What are Kirby diagrams of candidate exotic 4-manifolds? It is an open problem whether there exist smooth manifolds homeomorphic, but not diffeomorphic to the standard $S^4$. The same is true for the 4-torus and several other manifolds. Handle decompositions of 4-manifolds can be written down as Kirby diagrams: Dotted circles represent 1-handles, undotted, numbered links represent 2-handles.
Is there a reference that lists candidate exotic manifolds, expressed in Kirby diagrams?
Edit: I am mainly interested in diagrams for manifolds that are not known, but conjectured to be exotic.

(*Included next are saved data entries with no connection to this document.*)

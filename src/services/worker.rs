use crate::models::ForwardEvent;
use crate::services::acceptor::{AcceptTicket, AcceptedConnection};
use crate::services::log_service::EventLog;
use crate::services::transport::{ChannelId, ReadStatus, WriteStatus};
use crate::services::transport_actor::TransportHandle;
use std::fmt;
use std::net::SocketAddr;
use std::sync::atomic::{AtomicU64, Ordering};
use std::sync::Arc;
use std::time::Duration;
use tokio::io::{AsyncReadExt, AsyncWriteExt};
use tokio::net::TcpStream;
use tokio::sync::mpsc;
use tokio::task::JoinHandle;
use tokio_util::sync::CancellationToken;

/// Bytes relayed by one worker
#[derive(Debug, Clone, Default)]
pub struct TrafficCounter {
    bytes_sent: Arc<AtomicU64>,
    bytes_received: Arc<AtomicU64>,
}

impl TrafficCounter {
    pub fn new() -> Self {
        Self::default()
    }

    /// Local → channel
    pub fn add_sent(&self, bytes: u64) {
        self.bytes_sent.fetch_add(bytes, Ordering::Relaxed);
    }

    /// Channel → local
    pub fn add_received(&self, bytes: u64) {
        self.bytes_received.fetch_add(bytes, Ordering::Relaxed);
    }

    pub fn get_stats(&self) -> (u64, u64) {
        (
            self.bytes_sent.load(Ordering::Relaxed),
            self.bytes_received.load(Ordering::Relaxed),
        )
    }
}

/// Why a worker reached `Closed`
#[derive(Debug, Clone, PartialEq, Eq)]
pub enum CloseReason {
    /// No connection arrived: accept timeout, cancellation or accept error
    NeverAccepted,
    Cancelled,
    /// The local peer closed its side (zero-length read)
    LocalClosed,
    /// The channel reported EOF or close
    RemoteClosed,
    LocalError(String),
    ChannelError(String),
}

impl CloseReason {
    pub fn is_error(&self) -> bool {
        matches!(self, Self::LocalError(_) | Self::ChannelError(_))
    }
}

impl fmt::Display for CloseReason {
    fn fmt(&self, f: &mut fmt::Formatter<'_>) -> fmt::Result {
        match self {
            Self::NeverAccepted => write!(f, "no connection accepted"),
            Self::Cancelled => write!(f, "cancelled"),
            Self::LocalClosed => write!(f, "local peer closed"),
            Self::RemoteClosed => write!(f, "remote closed"),
            Self::LocalError(e) => write!(f, "local socket error: {}", e),
            Self::ChannelError(e) => write!(f, "channel error: {}", e),
        }
    }
}

/// What a worker reports once it has finished
#[derive(Debug, Clone)]
pub struct WorkerOutcome {
    pub index: usize,
    pub channel: ChannelId,
    pub peer: Option<SocketAddr>,
    pub bytes_sent: u64,
    pub bytes_received: u64,
    pub reason: CloseReason,
}

enum WorkerState {
    WaitingForAcceptance,
    Relaying(AcceptedConnection),
    Closed {
        connection: Option<AcceptedConnection>,
        reason: CloseReason,
    },
}

/// Everything one worker needs, fixed for its lifetime
pub struct WorkerContext {
    pub index: usize,
    pub channel: ChannelId,
    pub transport: TransportHandle,
    pub tickets: mpsc::Sender<AcceptTicket>,
    pub buffer_size: usize,
    pub relay_poll_interval: Duration,
    pub cancel: CancellationToken,
    pub log: Arc<EventLog>,
}

/// Relays one accepted local connection over one channel.
pub struct ForwardingWorker {
    index: usize,
    channel: ChannelId,
    transport: TransportHandle,
    tickets: Option<mpsc::Sender<AcceptTicket>>,
    buffer_size: usize,
    relay_poll_interval: Duration,
    cancel: CancellationToken,
    log: Arc<EventLog>,
    traffic: TrafficCounter,
}

impl ForwardingWorker {
    pub fn new(ctx: WorkerContext) -> Self {
        Self {
            index: ctx.index,
            channel: ctx.channel,
            transport: ctx.transport,
            tickets: Some(ctx.tickets),
            buffer_size: ctx.buffer_size.max(1),
            relay_poll_interval: ctx.relay_poll_interval.max(Duration::from_millis(1)),
            cancel: ctx.cancel,
            log: ctx.log,
            traffic: TrafficCounter::new(),
        }
    }

    pub fn spawn(self) -> JoinHandle<WorkerOutcome> {
        tokio::spawn(self.run())
    }

    pub async fn run(mut self) -> WorkerOutcome {
        let mut state = WorkerState::WaitingForAcceptance;

        loop {
            state = match state {
                WorkerState::WaitingForAcceptance => self.wait_for_connection().await,
                WorkerState::Relaying(mut connection) => {
                    let reason = self.relay(&mut connection.stream).await;
                    WorkerState::Closed {
                        connection: Some(connection),
                        reason,
                    }
                }
                WorkerState::Closed { connection, reason } => {
                    return self.close(connection, reason).await;
                }
            };
        }
    }

    async fn wait_for_connection(&mut self) -> WorkerState {
        let closed = |reason| WorkerState::Closed {
            connection: None,
            reason,
        };

        // One ticket per worker; dropping the sender lets the acceptor
        // notice when every worker has been served.
        let Some(tickets) = self.tickets.take() else {
            return closed(CloseReason::NeverAccepted);
        };
        let (ticket, delivery) = AcceptTicket::new(self.index);
        if tickets.send(ticket).await.is_err() {
            return closed(CloseReason::NeverAccepted);
        }
        drop(tickets);

        tokio::select! {
            _ = self.cancel.cancelled() => closed(CloseReason::Cancelled),
            delivered = delivery => match delivered {
                Ok(connection) => WorkerState::Relaying(connection),
                Err(_) => closed(CloseReason::NeverAccepted),
            },
        }
    }

    async fn relay(&self, stream: &mut TcpStream) -> CloseReason {
        let mut buf = vec![0u8; self.buffer_size];

        loop {
            if self.cancel.is_cancelled() {
                return CloseReason::Cancelled;
            }

            match tokio::time::timeout(self.relay_poll_interval, stream.read(&mut buf)).await {
                // Local side idle
                Err(_) => {}
                Ok(Ok(0)) => return CloseReason::LocalClosed,
                Ok(Ok(n)) => {
                    if let Some(reason) = self.send_to_channel(stream, &buf[..n]).await {
                        return reason;
                    }
                }
                Ok(Err(e)) => return CloseReason::LocalError(e.to_string()),
            }

            if let Some(reason) = self.drain_channel(stream).await {
                return reason;
            }
        }
    }

    /// Write all of `data` to the channel. While the channel's window is
    /// shut the worker keeps draining the other direction and backs off
    /// for one relay poll interval between attempts.
    async fn send_to_channel(&self, stream: &mut TcpStream, data: &[u8]) -> Option<CloseReason> {
        let mut offset = 0;
        while offset < data.len() {
            match self.transport.write(self.channel, &data[offset..]).await {
                Ok(WriteStatus::Written(n)) => {
                    offset += n;
                    self.traffic.add_sent(n as u64);
                }
                Ok(WriteStatus::WouldBlock) => {
                    if let Some(reason) = self.drain_channel(stream).await {
                        return Some(reason);
                    }
                    tokio::select! {
                        _ = self.cancel.cancelled() => return Some(CloseReason::Cancelled),
                        _ = tokio::time::sleep(self.relay_poll_interval) => {}
                    }
                }
                Err(e) => return Some(CloseReason::ChannelError(e.to_string())),
            }
        }
        None
    }

    /// Copy everything the channel has buffered into the local socket
    async fn drain_channel(&self, stream: &mut TcpStream) -> Option<CloseReason> {
        loop {
            match self.transport.read(self.channel, self.buffer_size).await {
                Ok(ReadStatus::Data(data)) => {
                    if let Err(e) = stream.write_all(&data).await {
                        return Some(CloseReason::LocalError(e.to_string()));
                    }
                    self.traffic.add_received(data.len() as u64);
                }
                Ok(ReadStatus::WouldBlock) => return None,
                Ok(ReadStatus::Eof) => return Some(CloseReason::RemoteClosed),
                Err(e) => return Some(CloseReason::ChannelError(e.to_string())),
            }
        }
    }

    async fn close(self, connection: Option<AcceptedConnection>, reason: CloseReason) -> WorkerOutcome {
        let peer = connection.as_ref().map(|c| c.peer);

        if let Some(mut connection) = connection {
            if let Err(e) = self.transport.send_eof(self.channel).await {
                tracing::debug!("Worker {}: EOF on channel {} not sent: {}", self.index, self.channel, e);
            }
            let _ = connection.stream.shutdown().await;
        }

        let (bytes_sent, bytes_received) = self.traffic.get_stats();
        let event = ForwardEvent::WorkerClosed {
            worker: self.index,
            bytes_sent,
            bytes_received,
        };
        if reason.is_error() {
            self.log.warn(event, reason.to_string());
        } else if peer.is_some() {
            self.log.info(event);
        } else {
            self.log.debug(event);
        }

        WorkerOutcome {
            index: self.index,
            channel: self.channel,
            peer,
            bytes_sent,
            bytes_received,
            reason,
        }
    }
}
// Services module
pub mod acceptor;
pub mod bootstrap;
pub mod channel_pool;
pub mod config_service;
pub mod forwarder;
pub mod key_service;
pub mod log_service;
pub mod observer;
pub mod resolver;
pub mod russh_transport;
pub mod shutdown;
pub mod transport;
pub mod transport_actor;
pub mod worker;

pub use forwarder::{forward_blocking, ForwardReport, PortForwarder};
pub use observer::{CallbackObserver, ForwardObserver};
pub use transport::{ChannelId, ReadStatus, SshBackend, SshTransport, WriteStatus};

 A: There is no comprehensive list in the format you ask about; you will probably want to look at the original papers.  Searching for "exotic" and "4-manifold" on Mathscinet gives > 100 responses, and probably there are other phrases you could use for such a search. There are a number of examples listed in the book of Gompf and Stipsicz, but the subject has progressed quite a bit since that book was published.
The use of handle pictures in describing exotic 4-manifolds is not quite what you are suggesting, though. Typically, an exotic manifold would be described by some other construction (log transforms, fiber sums, knot surgery, rational blowdown, etc.) which enables you to compute a Seiberg-Witten or other gauge-theory invariant. The hard part is typically doing the right sequence of such operations in order to get the right topological type; even computing the fundamental group may be hard. It is usually possible, although often requires considerable effort, to draw a handle picture afterwards.  This might be used to uncover some interesting property of the exotic manifold.  But I don't know of any examples (at least any simply-connected ones) where one starts with an interesting handle diagram and then deduces exoticity.  The point is that one still doesn't know how to effectively compute gauge-theory invariants from the handle picture.